A Definitive Fix for Golf's Dress Codes

2020 is the year golf courses will gradually roll out the World Handicap System, which merges six measurements into one convenient way to determine exactly how terrible you are at golf. 

This grasp at standardization is so sweeping that it makes especially clear how anarchic golf can be when it comes to something also quite important to the experience of the game– the dress code. Far from standardized, dressing for golf is like tiptoeing across a hostile feudal land where every fiefdom has its own vision for how players should cover their bodies. 

Last February, the Professional Golfers’ Association let players for the first time in its history leave their trousers behind and walk onto practice rounds and semi-pro games wearing knee-length shorts. While this sounds like some sort of Bare Calf Revolution, the length requirement makes the PGA slightly conservative; clubs like Saint Andrews in New York have long allowed players to flash onlookers with four inches of skin above their knees. The course staffers scurrying around with measuring tape are a small price to pay for the privilege. 

Saint Andrews, meanwhile, requires all shirts to be tucked in. This might seem like a standard rule unless you have suddenly teleported from The Heritage at Marion Country Club in Kentucky, where shirts can stay untucked provided they come with pressed collars and, possibly, pineapples

The National Club Golfer is particularly fed up. In 2019 alone they published four articles calling for the relaxation or complete end of golf’s dress codes. But while pumping out editorials might convince a stray reader here and there, it’s clear nothing drastic has changed. I have a better idea. 

Between 1998 and 2006, interest in golf seemed to soar, so developers, understanding the basic business law that when demand rises, it never ever stops rising, sprinkled the land with courses. 

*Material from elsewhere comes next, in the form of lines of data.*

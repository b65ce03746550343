//! Address Select Component
//!
//! UF and city dropdowns. Changing the UF reloads the city list.

use leptos::prelude::*;

use crate::actions;
use crate::context::use_app_context;
use crate::models::NO_SELECTION;
use crate::store::{store_select_city, use_point_store, CreatePointStateStoreFields};

#[component]
pub fn AddressSelect() -> impl IntoView {
    let store = use_point_store();
    let ctx = use_app_context();

    let on_uf_change = move |ev: web_sys::Event| {
        actions::change_uf(store, ctx.config(), event_target_value(&ev));
    };

    let on_city_change = move |ev: web_sys::Event| {
        store_select_city(&store, &event_target_value(&ev));
    };

    view! {
        <div class="field-group">
            <div class="field">
                <label for="uf">"Estado (UF)"</label>
                <select
                    name="uf"
                    id="uf"
                    prop:value=move || store.selected_uf().get()
                    on:change=on_uf_change
                >
                    <option value=NO_SELECTION>"Selecione uma UF"</option>
                    <For
                        each=move || store.ufs().get()
                        key=|uf| uf.clone()
                        children=move |uf| {
                            let label = uf.clone();
                            view! { <option value=uf>{label}</option> }
                        }
                    />
                </select>
            </div>
            <div class="field">
                <label for="city">"Cidade"</label>
                <select
                    name="city"
                    id="city"
                    prop:value=move || store.selected_city().get()
                    on:change=on_city_change
                >
                    <option value=NO_SELECTION>"Selecione uma Cidade"</option>
                    <For
                        each=move || store.cities().get()
                        key=|city| city.clone()
                        children=move |city| {
                            let label = city.clone();
                            view! { <option value=city>{label}</option> }
                        }
                    />
                </select>
            </div>
        </div>
    }
}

What a great time for that popularity to decline. By the end of the 2010s, courses had shed almost six million players, and as the supply of holes rapidly outpaced the number of people willing to smack balls in their general direction, the excess courses set about languishing unused. 

Now here’s the plan: while those abandoned courses spend upwards of a year in limbo, waiting as the city hunts for developers and settles lawsuits, everyone who was once sent home for wearing black socks should turn these courses into Casual Communes. 

It starts with a meeting place. All the bedraggled souls will gather near the course at the home of a family sympathetic to the cause. At dawn, after porridge, they will creep onto the course wearing porridge-covered t-shirts and inappropriate shoes, their drivers and putters glinting as the sun rises. And afterward, they will drop their clubs at the clubhouse and play wordless games of cards until night comes and they skulk back to their hideout. 

Of course this plan has challenges. To stay silent, commune members will have to mow the green using manual reel mowers or, for a dash of mysticism, scythes. I hear there are bikers and meth cooks lurking about, but once they learn about the cause, they’ll surely see golfing in cargo shorts is more important than petty territorial disputes. 

After all, there are other benefits too. The pace of the game will improve, and although no one will say how that happened, there will be rumors of sluggish golfers’ shoes poking out from beneath the sand traps. And the clubhouse can play host to things it never could before, like denim jeans and burning trash. The new handicap system, however, will stay in place. You can’t mess with international law.